-- Task data follows --

use std::{fmt, sync::Arc};

use ahash::AHashMap;
use geo::{Area, CoordsIter, Geometry, MultiPolygon, Polygon};

use crate::error::GeometryError;

/// Stable key for a source region (e.g. a census tract GEOID).
/// Keeps the original text, leading zeros included.
#[derive(Debug, Clone, PartialEq, Eq, Hash, PartialOrd, Ord)]
pub struct RegionId(Arc<str>);

impl RegionId {
    #[inline] pub fn as_str(&self) -> &str { &self.0 }
}

impl From<&str> for RegionId {
    fn from(id: &str) -> Self { Self(Arc::from(id)) }
}

impl From<String> for RegionId {
    fn from(id: String) -> Self { Self(Arc::from(id)) }
}

impl fmt::Display for RegionId {
    fn fmt(&self, f: &mut fmt::Formatter<'_>) -> fmt::Result { f.write_str(&self.0) }
}

/// A source polygon carrying population counts by attribute name.
#[derive(Debug, Clone)]
pub struct SourceRegion {
    pub id: RegionId,
    pub geometry: Geometry<f64>,
    attributes: AHashMap<String, f64>,
}

impl SourceRegion {
    pub fn new(id: impl Into<RegionId>, geometry: impl Into<Geometry<f64>>) -> Self {
        Self { id: id.into(), geometry: geometry.into(), attributes: AHashMap::new() }
    }

    /// Builder-style attribute setter.
    pub fn with_attribute(mut self, name: impl Into<String>, value: f64) -> Self {
        self.set_attribute(name, value);
        self
    }

    pub fn set_attribute(&mut self, name: impl Into<String>, value: f64) {
        self.attributes.insert(name.into(), value);
    }

    /// Value of an attribute; absent attributes count as zero.
    #[inline]
    pub fn value(&self, name: &str) -> f64 {
        self.attributes.get(name).copied().unwrap_or(0.0)
    }

    /// Raw attribute lookup, `None` when absent.
    #[inline]
    pub fn attribute(&self, name: &str) -> Option<f64> {
        self.attributes.get(name).copied()
    }

    /// Iterate over the attributes that are present.
    pub fn attributes(&self) -> impl Iterator<Item = (&str, f64)> + '_ {
        self.attributes.iter().map(|(name, &value)| (name.as_str(), value))
    }

    /// The region's geometry as validated polygon parts.
    pub fn polygons(&self) -> Result<MultiPolygon<f64>, GeometryError> {
        let mp = polygonal(&self.geometry)?;
        validate(&mp)?;
        Ok(mp)
    }
}

/// Name of a geometry kind, for diagnostics.
fn kind(geometry: &Geometry<f64>) -> &'static str {
    match geometry {
        Geometry::Point(_) => "Point",
        Geometry::Line(_) => "Line",
        Geometry::LineString(_) => "LineString",
        Geometry::Polygon(_) => "Polygon",
        Geometry::MultiPoint(_) => "MultiPoint",
        Geometry::MultiLineString(_) => "MultiLineString",
        Geometry::MultiPolygon(_) => "MultiPolygon",
        Geometry::GeometryCollection(_) => "GeometryCollection",
        Geometry::Rect(_) => "Rect",
        Geometry::Triangle(_) => "Triangle",
    }
}

/// Flatten an areal geometry into its polygon parts.
/// Collections are accepted only when every member is areal.
fn polygonal(geometry: &Geometry<f64>) -> Result<MultiPolygon<f64>, GeometryError> {
    match geometry {
        Geometry::Polygon(polygon) => Ok(MultiPolygon(vec![polygon.clone()])),
        Geometry::MultiPolygon(mp) => Ok(mp.clone()),
        Geometry::Rect(rect) => Ok(MultiPolygon(vec![rect.to_polygon()])),
        Geometry::Triangle(triangle) => Ok(MultiPolygon(vec![triangle.to_polygon()])),
        Geometry::GeometryCollection(collection) => {
            let mut parts: Vec<Polygon<f64>> = Vec::new();
            for member in collection.0.iter() {
                parts.extend(polygonal(member)?.0);
            }
            Ok(MultiPolygon(parts))
        }
        other => Err(GeometryError::Unsupported(kind(other))),
    }
}

fn validate(mp: &MultiPolygon<f64>) -> Result<(), GeometryError> {
    if mp.0.is_empty() { return Err(GeometryError::Empty) }

    for (part, polygon) in mp.0.iter().enumerate() {
        let rings = std::iter::once(polygon.exterior()).chain(polygon.interiors());
        for (ring, ls) in rings.enumerate() {
            let len = ls.0.len();
            if len < 4 { return Err(GeometryError::TooFewPoints { part, ring, len }) }
        }
        if polygon.coords_iter().any(|c| !c.x.is_finite() || !c.y.is_finite()) {
            return Err(GeometryError::NonFinite { part })
        }
    }

    // NaN-safe: anything but a strictly positive area is rejected.
    if !(mp.unsigned_area() > 0.0) { return Err(GeometryError::ZeroArea) }

    Ok(())
}
use anyhow::Result;

use crate::config::Options;
use crate::distribute::{check_counts, distribute, DistributionReport};
use crate::error::{Error, SkippedRegion};
use crate::grid::{cover_regions, CellLayer};
use crate::index::SpatialIndex;
use crate::region::SourceRegion;
use crate::score::{score, ScoringMethod, Scores, Summary};
use crate::smooth::{SmoothedGrid, Smoother, SmoothingInput};

/// Cells of one tiling with redistributed counts, plus the index over them.
/// Built once by `HexMap::build`; scoring borrows it and never mutates it.
#[derive(Debug, Clone)]
pub struct HexMap {
    options: Options,
    layer: CellLayer,
    index: SpatialIndex,
    coverage_skipped: Vec<SkippedRegion>,
    report: DistributionReport,
}

/// Scores of one method plus the optional smoothed surface.
#[derive(Debug, Clone)]
pub struct Evaluation<'a> {
    pub scores: Scores<'a>,
    pub summary: Summary,
    pub smoothed: Option<SmoothedGrid>,
}

impl HexMap {
    /// Tile the regions, index the cells and redistribute the counts.
    /// Argument errors are raised before any tiling work starts.
    pub fn build(regions: &[SourceRegion], options: Options) -> Result<Self, Error> {
        options.validate()?;
        if regions.is_empty() {
            return Err(Error::invalid("region set is empty"))
        }
        check_counts(regions, &options.attributes)?;

        if options.verbose > 0 {
            eprintln!("[tiling] {} regions at resolution {}", regions.len(), options.resolution);
        }
        let coverage = cover_regions(regions, options.resolution, options.parallel)?;
        if options.verbose > 0 {
            eprintln!("[tiling] {} cells, {} regions skipped", coverage.cells.len(), coverage.skipped.len());
        }

        let mut layer = CellLayer::from_ids(coverage.cells, &options.attributes)?;
        let index = SpatialIndex::build(layer.cells());
        let report = distribute(regions, &mut layer, &index, &options.distribute_options())?;

        Ok(Self { options, layer, index, coverage_skipped: coverage.skipped, report })
    }

    #[inline] pub fn options(&self) -> &Options { &self.options }

    #[inline] pub fn layer(&self) -> &CellLayer { &self.layer }

    #[inline] pub fn index(&self) -> &SpatialIndex { &self.index }

    /// Report of the latest distribution pass.
    #[inline] pub fn report(&self) -> &DistributionReport { &self.report }

    /// Regions the tiling step could not use.
    #[inline] pub fn coverage_skipped(&self) -> &[SkippedRegion] { &self.coverage_skipped }

    /// Zero the cells and distribute `regions` again over the same tiling.
    pub fn redistribute(&mut self, regions: &[SourceRegion]) -> Result<&DistributionReport, Error> {
        check_counts(regions, self.layer.attributes())?;
        let options = self.options.distribute_options();
        let mut layer = self.layer.clone();
        layer.reset();
        self.report = distribute(regions, &mut layer, &self.index, &options)?;
        self.layer = layer;
        Ok(&self.report)
    }

    /// Score every cell with `method`.
    pub fn score(&self, method: ScoringMethod) -> Scores<'_> {
        let scores = score(&self.layer, method);
        if self.options.verbose > 0 { eprintln!("[score] {}", scores.summary()); }
        scores
    }

    /// Score with `method`, then smooth the scores when a smoother is given.
    pub fn evaluate(&self, method: ScoringMethod, smoother: Option<&dyn Smoother>) -> Result<Evaluation<'_>> {
        let scores = self.score(method);
        let summary = scores.summary();
        let smoothed = match smoother {
            Some(smoother) => {
                let input = SmoothingInput::from_scores(&scores, self.options.smoothing_grid)?;
                Some(smoother.smooth(&input)?)
            }
            None => None,
        };
        Ok(Evaluation { scores, summary, smoothed })
    }

    /// Evaluate with the configured method and smoothing flag.
    /// Requesting smoothing without a smoother is an argument error.
    pub fn run(&self, smoother: Option<&dyn Smoother>) -> Result<Evaluation<'_>> {
        match (self.options.smooth, smoother) {
            (true, None) => Err(Error::invalid("smoothing requested but no smoother supplied").into()),
            (true, Some(smoother)) => self.evaluate(self.options.method, Some(smoother)),
            (false, _) => self.evaluate(self.options.method, None),
        }
    }
}
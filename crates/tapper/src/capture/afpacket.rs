use std::{
    io::{self, Read},
    mem,
    os::fd::{AsRawFd, RawFd},
    time::{Duration, SystemTime},
};

use socket2::{Domain, Protocol, Socket, Type};

use super::{Backend, CaptureError, LinkType, PacketSource, RawPacket, SourceStats};

const SNAPLEN: usize = 65535;
const READ_TIMEOUT: Duration = Duration::from_millis(500);

/// Raw `AF_PACKET` socket. Frames carry their Ethernet header; the capture
/// filter is compiled by libpcap and attached as classic BPF.
pub struct AfPacketSource {
    name:   String,
    socket: Option<Socket>,
    buf:    Vec<u8>,
    stats:  SourceStats,
}

fn check(ret: libc::c_int, op: &'static str) -> Result<(), CaptureError> {
    if ret < 0 {
        return Err(CaptureError::Io {
            op,
            source: io::Error::last_os_error(),
        });
    }
    Ok(())
}

fn setsockopt<T>(
    fd: RawFd,
    level: libc::c_int,
    name: libc::c_int,
    value: &T,
    op: &'static str,
) -> Result<(), CaptureError> {
    // SAFETY: `value` points to a live `T` for the duration of the call and
    // the length passed matches its size.
    let ret = unsafe {
        libc::setsockopt(
            fd,
            level,
            name,
            (value as *const T).cast(),
            mem::size_of::<T>() as libc::socklen_t,
        )
    };
    check(ret, op)
}

impl AfPacketSource {
    /// Bind to `iface`; `"any"` captures on every interface without
    /// promiscuous mode.
    pub fn open(name: &str, iface: &str) -> Result<Self, CaptureError> {
        let protocol = (libc::ETH_P_ALL as u16).to_be();
        let socket = Socket::new(
            Domain::PACKET,
            Type::RAW,
            Some(Protocol::from(i32::from(protocol))),
        )
        .map_err(CaptureError::io("AF_PACKET socket"))?;
        let fd = socket.as_raw_fd();

        let ifindex = if iface == "any" {
            0
        } else {
            nix::net::if_::if_nametoindex(iface)
                .map_err(|_| CaptureError::InterfaceNotFound(iface.to_string()))? as libc::c_int
        };

        // SAFETY: sockaddr_ll is plain data; zeroed is a valid value.
        let mut addr: libc::sockaddr_ll = unsafe { mem::zeroed() };
        addr.sll_family = libc::AF_PACKET as libc::c_ushort;
        addr.sll_protocol = protocol;
        addr.sll_ifindex = ifindex;
        // SAFETY: `addr` is a valid sockaddr_ll and the length matches.
        let ret = unsafe {
            libc::bind(
                fd,
                (&addr as *const libc::sockaddr_ll).cast(),
                mem::size_of::<libc::sockaddr_ll>() as libc::socklen_t,
            )
        };
        check(ret, "AF_PACKET bind")?;

        if ifindex != 0 {
            // SAFETY: packet_mreq is plain data; zeroed is a valid value.
            let mut mreq: libc::packet_mreq = unsafe { mem::zeroed() };
            mreq.mr_ifindex = ifindex;
            mreq.mr_type = libc::PACKET_MR_PROMISC as libc::c_ushort;
            setsockopt(
                fd,
                libc::SOL_PACKET,
                libc::PACKET_ADD_MEMBERSHIP,
                &mreq,
                "PACKET_ADD_MEMBERSHIP",
            )?;
        }

        socket
            .set_read_timeout(Some(READ_TIMEOUT))
            .map_err(CaptureError::io("SO_RCVTIMEO"))?;

        Ok(Self {
            name: name.to_string(),
            socket: Some(socket),
            buf: vec![0; SNAPLEN],
            stats: SourceStats::default(),
        })
    }

    fn socket(&self) -> Result<&Socket, CaptureError> {
        self.socket.as_ref().ok_or(CaptureError::EndOfStream)
    }
}

/// Compile `expr` for Ethernet frames into classic BPF instructions.
fn compile(expr: &str) -> Result<Vec<libc::sock_filter>, CaptureError> {
    let filter_err = |reason: String| CaptureError::Filter {
        expr: expr.to_string(),
        reason,
    };
    let dead = ::pcap::Capture::dead(::pcap::Linktype::ETHERNET)?;
    let program = dead.compile(expr, true)?;
    program
        .get_instructions()
        .iter()
        .map(|insn| {
            // Rendered as "code jt jf k"
            let text = insn.to_string();
            let fields: Vec<u32> = text
                .split_whitespace()
                .map(str::parse)
                .collect::<Result<_, _>>()
                .map_err(|e| filter_err(format!("instruction {text:?}: {e}")))?;
            let [code, jt, jf, k] = fields[..] else {
                return Err(filter_err(format!("instruction {text:?}")));
            };
            Ok(libc::sock_filter {
                code: code as u16,
                jt:   jt as u8,
                jf:   jf as u8,
                k,
            })
        })
        .collect()
}

impl PacketSource for AfPacketSource {
    fn name(&self) -> &str {
        &self.name
    }

    fn backend(&self) -> Backend {
        Backend::AfPacket
    }

    fn next_packet(&mut self) -> Result<Option<RawPacket>, CaptureError> {
        let Some(socket) = self.socket.as_ref() else {
            return Err(CaptureError::EndOfStream);
        };
        let mut reader: &Socket = socket;
        match reader.read(&mut self.buf) {
            Ok(n) => Ok(Some(RawPacket {
                data:      self.buf[..n].to_vec(),
                timestamp: SystemTime::now(),
                link_type: LinkType::Ethernet,
            })),
            Err(e)
                if matches!(
                    e.kind(),
                    io::ErrorKind::WouldBlock | io::ErrorKind::TimedOut | io::ErrorKind::Interrupted
                ) =>
            {
                Ok(None)
            },
            Err(source) => Err(CaptureError::Io {
                op: "AF_PACKET read",
                source,
            }),
        }
    }

    fn set_bpf(&mut self, expr: &str) -> Result<(), CaptureError> {
        let mut filter = compile(expr)?;
        let program = libc::sock_fprog {
            len:    filter.len() as libc::c_ushort,
            filter: filter.as_mut_ptr(),
        };
        let fd = self.socket()?.as_raw_fd();
        setsockopt(fd, libc::SOL_SOCKET, libc::SO_ATTACH_FILTER, &program, "SO_ATTACH_FILTER")
    }

    fn link_type(&self) -> LinkType {
        LinkType::Ethernet
    }

    fn stats(&mut self) -> Result<SourceStats, CaptureError> {
        let fd = self.socket()?.as_raw_fd();
        // SAFETY: tpacket_stats is plain data; zeroed is a valid value.
        let mut raw: libc::tpacket_stats = unsafe { mem::zeroed() };
        let mut len = mem::size_of::<libc::tpacket_stats>() as libc::socklen_t;
        // SAFETY: `raw` and `len` describe a writable buffer of the right size.
        let ret = unsafe {
            libc::getsockopt(
                fd,
                libc::SOL_PACKET,
                libc::PACKET_STATISTICS,
                (&mut raw as *mut libc::tpacket_stats).cast(),
                &mut len,
            )
        };
        check(ret, "PACKET_STATISTICS")?;
        // The kernel resets its counters on every read
        self.stats.received += u64::from(raw.tp_packets);
        self.stats.dropped += u64::from(raw.tp_drops);
        Ok(self.stats)
    }

    fn close(&mut self) {
        self.socket = None;
    }
}
//! Fuzz target: raw bytes into one connection half
//!
//! The parser must never panic, whether the input arrives whole or split
//! across reads the way reassembled TCP chunks do.

#![no_main]

use h2session::{H2ConnectionState, TimestampNs};
use libfuzzer_sys::fuzz_target;

fn drain(state: &mut H2ConnectionState) {
    while state.try_pop().is_some() {}
}

fuzz_target!(|data: &[u8]| {
    let mut whole = H2ConnectionState::new();
    let _ = whole.feed(data, TimestampNs(1));
    drain(&mut whole);

    if data.len() > 10 {
        let mut split = H2ConnectionState::new();
        let mid = data.len() / 2;
        if split.feed(&data[..mid], TimestampNs(1)).is_ok() {
            let _ = split.feed(&data[mid..], TimestampNs(2));
        }
        drain(&mut split);
        split.evict_stale_streams(TimestampNs(u64::MAX));
    }
});
//! In-memory reader pair for dissector tests

use std::{
    collections::VecDeque,
    io::{BufRead, Read},
    sync::{Arc, Mutex},
    time::{Duration, SystemTime, UNIX_EPOCH},
};

use tap_api::{
    Capture, CounterPair, Diagnostics, Emitter, Exchange, ProtocolId, RequestResponseMatcher,
    TcpId, TcpReader, TrafficFilteringOptions,
};

#[derive(Default)]
pub(crate) struct Collect(pub(crate) Mutex<Vec<Exchange>>);

impl Emitter for Collect {
    fn emit(&self, exchange: Exchange) {
        self.0.lock().unwrap().push(exchange);
    }
}

/// State the two readers of one stream share.
#[derive(Default)]
pub(crate) struct Shared {
    pub(crate) matcher:     RequestResponseMatcher,
    pub(crate) counters:    CounterPair,
    pub(crate) emitted:     Collect,
    pub(crate) options:     TrafficFilteringOptions,
    pub(crate) diagnostics: Diagnostics,
    pub(crate) protocol:    Mutex<Option<ProtocolId>>,
}

impl Shared {
    pub(crate) fn exchanges(&self) -> Vec<Exchange> {
        self.emitted.0.lock().unwrap().clone()
    }
}

pub(crate) struct MockReader {
    chunks:    VecDeque<(Vec<u8>, SystemTime)>,
    current:   Vec<u8>,
    pos:       usize,
    time:      SystemTime,
    progress:  usize,
    is_client: bool,
    tcp_id:    TcpId,
    shared:    Arc<Shared>,
}

/// Millisecond offsets from a fixed epoch, so elapsed times are predictable.
pub(crate) fn at(ms: u64) -> SystemTime {
    UNIX_EPOCH + Duration::from_secs(1_700_000_000) + Duration::from_millis(ms)
}

pub(crate) fn client_id(server_port: u16) -> TcpId {
    TcpId {
        src_ip:   "10.0.0.1".parse().unwrap(),
        dst_ip:   "10.0.0.2".parse().unwrap(),
        src_port: 43210,
        dst_port: server_port,
        id:       1,
    }
}

impl MockReader {
    /// Reader pair over the given chunks, all timestamped in order.
    pub(crate) fn pair(
        server_port: u16,
        client: Vec<(Vec<u8>, SystemTime)>,
        server: Vec<(Vec<u8>, SystemTime)>,
        options: TrafficFilteringOptions,
    ) -> (MockReader, MockReader, Arc<Shared>) {
        let shared = Arc::new(Shared {
            options,
            ..Shared::default()
        });
        let id = client_id(server_port);
        let c = MockReader::new(true, id.clone(), client, shared.clone());
        let s = MockReader::new(false, id.reversed(), server, shared.clone());
        (c, s, shared)
    }

    fn new(
        is_client: bool,
        tcp_id: TcpId,
        chunks: Vec<(Vec<u8>, SystemTime)>,
        shared: Arc<Shared>,
    ) -> Self {
        Self {
            chunks: chunks.into(),
            current: Vec::new(),
            pos: 0,
            time: UNIX_EPOCH,
            progress: 0,
            is_client,
            tcp_id,
            shared,
        }
    }
}

impl Read for MockReader {
    fn read(&mut self, buf: &mut [u8]) -> std::io::Result<usize> {
        let available = self.fill_buf()?;
        let n = available.len().min(buf.len());
        buf[..n].copy_from_slice(&available[..n]);
        self.consume(n);
        Ok(n)
    }
}

impl BufRead for MockReader {
    fn fill_buf(&mut self) -> std::io::Result<&[u8]> {
        while self.pos >= self.current.len() {
            let Some((data, time)) = self.chunks.pop_front() else {
                return Ok(&[]);
            };
            self.current = data;
            self.pos = 0;
            self.time = time;
        }
        Ok(&self.current[self.pos..])
    }

    fn consume(&mut self, amt: usize) {
        self.pos += amt;
        self.progress += amt;
    }
}

impl TcpReader for MockReader {
    fn is_client(&self) -> bool {
        self.is_client
    }

    fn tcp_id(&self) -> &TcpId {
        &self.tcp_id
    }

    fn capture_time(&self) -> SystemTime {
        self.time
    }

    fn read_progress(&self) -> usize {
        self.progress
    }

    fn capture(&self) -> Capture {
        Capture::Pcap
    }

    fn is_outgoing(&self) -> bool {
        false
    }

    fn is_dns(&self) -> bool {
        self.tcp_id.src_port == 53 || self.tcp_id.dst_port == 53
    }

    fn matcher(&self) -> &RequestResponseMatcher {
        &self.shared.matcher
    }

    fn counter_pair(&self) -> &CounterPair {
        &self.shared.counters
    }

    fn emitter(&self) -> &dyn Emitter {
        &self.shared.emitted
    }

    fn options(&self) -> &TrafficFilteringOptions {
        &self.shared.options
    }

    fn diagnostics(&self) -> &Diagnostics {
        &self.shared.diagnostics
    }

    fn identify(&mut self, protocol: ProtocolId) -> bool {
        let mut current = self.shared.protocol.lock().unwrap();
        match *current {
            Some(p) => p == protocol,
            None => {
                *current = Some(protocol);
                true
            },
        }
    }

    fn identified(&self) -> Option<ProtocolId> {
        *self.shared.protocol.lock().unwrap()
    }
}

-- Task data concluded --

[What you need to do]
Your response should be the lines above from the first to the one containing "census tract GEOID).", inclusive, each given exactly.

[Solved problem]
use std::{fmt, sync::Arc};

use ahash::AHashMap;
use geo::{Area, CoordsIter, Geometry, MultiPolygon, Polygon};

use crate::error::GeometryError;

/// Stable key for a source region (e.g. a census tract GEOID).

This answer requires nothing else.